[Collected data]
//! Query classifier — picks a retrieval strategy for a free-text query.
//!
//! The LLM-backed implementation shells out to the `claude` CLI and parses
//! the JSON object in its reply.

use std::collections::HashMap;
use std::time::Duration;

use serde::{Deserialize, Serialize};

use crate::cancel::CancelToken;
use crate::config::ClassifierConfig;
use crate::constants::truncate_safe;
use crate::retrieval::StrategyKind;
use crate::{RecallError, RecallResult};

const MAX_QUERY_CHARS: usize = 2_000;

/// Optional strategy parameters suggested alongside the strategy.
#[derive(Debug, Clone, Default, PartialEq, Serialize)]
pub struct ClassificationParams {
    pub keywords: Vec<String>,
    pub categories: Vec<String>,
    pub relative_time: Option<String>,
    /// Memory id the query is about, for the graph strategy.
    pub relationship_focus: Option<String>,
    pub weights: Option<HashMap<StrategyKind, f64>>,
}

#[derive(Debug, Clone, PartialEq, Serialize)]
pub struct Classification {
    pub strategy: StrategyKind,
    /// In [0,1].
    pub confidence: f64,
    pub explanation: String,
    pub params: ClassificationParams,
}

impl Classification {
    /// Parse the first `{` .. last `}` span of a model reply.
    ///
    /// Unknown strategy names become `Semantic`; confidence is clamped.
    /// Weight keys must name known strategies.
    pub fn from_llm_output(raw: &str) -> RecallResult<Self> {
        let json_str = match (raw.find('{'), raw.rfind('}')) {
            (Some(start), Some(end)) if end > start => &raw[start..=end],
            _ => {
                return Err(RecallError::Classifier(
                    "No JSON object in classifier output".into(),
                ))
            }
        };
        let parsed: RawClassification = serde_json::from_str(json_str)
            .map_err(|e| RecallError::Classifier(format!("Failed to parse classification: {}", e)))?;

        let weights = match parsed.parameters.weights {
            Some(raw_weights) => {
                let mut weights = HashMap::with_capacity(raw_weights.len());
                for (name, w) in raw_weights {
                    let kind: StrategyKind = name.parse().map_err(RecallError::Classifier)?;
                    weights.insert(kind, w);
                }
                Some(weights)
            }
            None => None,
        };

        let confidence = if parsed.confidence.is_finite() {
            parsed.confidence.clamp(0.0, 1.0)
        } else {
            0.0
        };

        Ok(Self {
            strategy: StrategyKind::parse_or_semantic(&parsed.strategy),
            confidence,
            explanation: parsed.explanation,
            params: ClassificationParams {
                keywords: parsed.parameters.keywords,
                categories: parsed.parameters.categories,
                relative_time: parsed.parameters.relative_time.filter(|s| !s.trim().is_empty()),
                relationship_focus: parsed
                    .parameters
                    .relationship_focus
                    .filter(|s| !s.trim().is_empty()),
                weights,
            },
        })
    }
}

#[derive(Debug, Deserialize)]
struct RawClassification {
    #[serde(default)]
    strategy: String,
    #[serde(default)]
    confidence: f64,
    #[serde(default)]
    explanation: String,
    #[serde(default)]
    parameters: RawParams,
}

#[derive(Debug, Default, Deserialize)]
struct RawParams {
    #[serde(default)]
    keywords: Vec<String>,
    #[serde(default)]
    categories: Vec<String>,
    #[serde(default, alias = "time_range")]
    relative_time: Option<String>,
    #[serde(default)]
    relationship_focus: Option<String>,
    #[serde(default)]
    weights: Option<HashMap<String, f64>>,
}

pub trait QueryClassifier: Send + Sync {
    fn classify(&self, query: &str, cancel: &CancelToken) -> RecallResult<Classification>;
}

/// Classifier backed by the `claude` CLI.
pub struct LlmClassifier {
    config: ClassifierConfig,
}

impl LlmClassifier {
    pub fn new(config: ClassifierConfig) -> Self {
        Self { config }
    }
}

impl QueryClassifier for LlmClassifier {
    fn classify(&self, query: &str, cancel: &CancelToken) -> RecallResult<Classification> {
        let prompt = build_classification_prompt(truncate_safe(query, MAX_QUERY_CHARS));
        let response = super::llm_subprocess::call_claude_with_model(
            &prompt,
            &self.config.model,
            Duration::from_secs(self.config.timeout_secs),
            self.config.max_retries,
            cancel,
        )?;
        let classification = Classification::from_llm_output(&response)?;
        tracing::info!(
            strategy = %classification.strategy,
            confidence = classification.confidence,
            "Query classified"
        );
        Ok(classification)
    }
}

fn build_classification_prompt(query: &str) -> String {
    format!(
        r#"You route memory-retrieval queries. Pick the single best search strategy for the query and return JSON only.

## Strategies
- semantic: meaning-based similarity (default)
- keyword: exact terms, names, identifiers
- categorical: the user asks for a category or tag of memories
- temporal: the query is about a time period ("last week", "3 days")
- graph: the query is about memories related to one specific memory
- hybrid: a weighted mix; give weights over the other strategies summing to 1.0

## Output format (JSON only, no markdown)
{{"strategy":"...","confidence":0.0-1.0,"explanation":"...","parameters":{{"keywords":["..."],"categories":["..."],"relative_time":"<integer> <hours|days|weeks|months>","relationship_focus":"<memory id>","weights":{{"semantic":0.7,"keyword":0.3}}}}}}
Omit parameters that do not apply.

## Query
{query}"#
    )
}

• [Your goal]: All of the records shown above should be reproduced exactly.

• [The answer]:
//! Query classifier — picks a retrieval strategy for a free-text query.
//!
//! The LLM-backed implementation shells out to the `claude` CLI and parses
//! the JSON object in its reply.

use std::collections::HashMap;
use std::time::Duration;

use serde::{Deserialize, Serialize};

use crate::cancel::CancelToken;
use crate::config::ClassifierConfig;
use crate::constants::truncate_safe;
use crate::retrieval::StrategyKind;
use crate::{RecallError, RecallResult};

const MAX_QUERY_CHARS: usize = 2_000;

/// Optional strategy parameters suggested alongside the strategy.
#[derive(Debug, Clone, Default, PartialEq, Serialize)]
pub struct ClassificationParams {
    pub keywords: Vec<String>,
    pub categories: Vec<String>,
    pub relative_time: Option<String>,
    /// Memory id the query is about, for the graph strategy.
    pub relationship_focus: Option<String>,
    pub weights: Option<HashMap<StrategyKind, f64>>,
}

#[derive(Debug, Clone, PartialEq, Serialize)]
pub struct Classification {
    pub strategy: StrategyKind,
    /// In [0,1].
    pub confidence: f64,
    pub explanation: String,
    pub params: ClassificationParams,
}

impl Classification {
    /// Parse the first `{` .. last `}` span of a model reply.
    ///
    /// Unknown strategy names become `Semantic`; confidence is clamped.
    /// Weight keys must name known strategies.
    pub fn from_llm_output(raw: &str) -> RecallResult<Self> {
        let json_str = match (raw.find('{'), raw.rfind('}')) {
            (Some(start), Some(end)) if end > start => &raw[start..=end],
            _ => {
                return Err(RecallError::Classifier(
                    "No JSON object in classifier output".into(),
                ))
            }
        };
        let parsed: RawClassification = serde_json::from_str(json_str)
            .map_err(|e| RecallError::Classifier(format!("Failed to parse classification: {}", e)))?;

        let weights = match parsed.parameters.weights {
            Some(raw_weights) => {
                let mut weights = HashMap::with_capacity(raw_weights.len());
                for (name, w) in raw_weights {
                    let kind: StrategyKind = name.parse().map_err(RecallError::Classifier)?;
                    weights.insert(kind, w);
                }
                Some(weights)
            }
            None => None,
        };

        let confidence = if parsed.confidence.is_finite() {
            parsed.confidence.clamp(0.0, 1.0)
        } else {
            0.0
        };

        Ok(Self {
            strategy: StrategyKind::parse_or_semantic(&parsed.strategy),
            confidence,
            explanation: parsed.explanation,
            params: ClassificationParams {
                keywords: parsed.parameters.keywords,
                categories: parsed.parameters.categories,
                relative_time: parsed.parameters.relative_time.filter(|s| !s.trim().is_empty()),
                relationship_focus: parsed
                    .parameters
                    .relationship_focus
                    .filter(|s| !s.trim().is_empty()),
                weights,
            },
        })
    }
}

#[derive(Debug, Deserialize)]
struct RawClassification {
    #[serde(default)]
    strategy: String,
    #[serde(default)]
    confidence: f64,
    #[serde(default)]
    explanation: String,
    #[serde(default)]
    parameters: RawParams,
}

#[derive(Debug, Default, Deserialize)]
struct RawParams {
    #[serde(default)]
    keywords: Vec<String>,
    #[serde(default)]
    categories: Vec<String>,
    #[serde(default, alias = "time_range")]
    relative_time: Option<String>,
    #[serde(default)]
    relationship_focus: Option<String>,
    #[serde(default)]
    weights: Option<HashMap<String, f64>>,
}

pub trait QueryClassifier: Send + Sync {
    fn classify(&self, query: &str, cancel: &CancelToken) -> RecallResult<Classification>;
}

/// Classifier backed by the `claude` CLI.
pub struct LlmClassifier {
    config: ClassifierConfig,
}

impl LlmClassifier {
    pub fn new(config: ClassifierConfig) -> Self {
        Self { config }
    }
}

impl QueryClassifier for LlmClassifier {
    fn classify(&self, query: &str, cancel: &CancelToken) -> RecallResult<Classification> {
        let prompt = build_classification_prompt(truncate_safe(query, MAX_QUERY_CHARS));
        let response = super::llm_subprocess::call_claude_with_model(
            &prompt,
            &self.config.model,
            Duration::from_secs(self.config.timeout_secs),
            self.config.max_retries,
            cancel,
        )?;
        let classification = Classification::from_llm_output(&response)?;
        tracing::info!(
            strategy = %classification.strategy,
            confidence = classification.confidence,
            "Query classified"
        );
        Ok(classification)
    }
}

fn build_classification_prompt(query: &str) -> String {
    format!(
        r#"You route memory-retrieval queries. Pick the single best search strategy for the query and return JSON only.

## Strategies
- semantic: meaning-based similarity (default)
- keyword: exact terms, names, identifiers
- categorical: the user asks for a category or tag of memories
- temporal: the query is about a time period ("last week", "3 days")
- graph: the query is about memories related to one specific memory
- hybrid: a weighted mix; give weights over the other strategies summing to 1.0

## Output format (JSON only, no markdown)
{{"strategy":"...","confidence":0.0-1.0,"explanation":"...","parameters":{{"keywords":["..."],"categories":["..."],"relative_time":"<integer> <hours|days|weeks|months>","relationship_focus":"<memory id>","weights":{{"semantic":0.7,"keyword":0.3}}}}}}
Omit parameters that do not apply.

## Query
{query}"#
    )
}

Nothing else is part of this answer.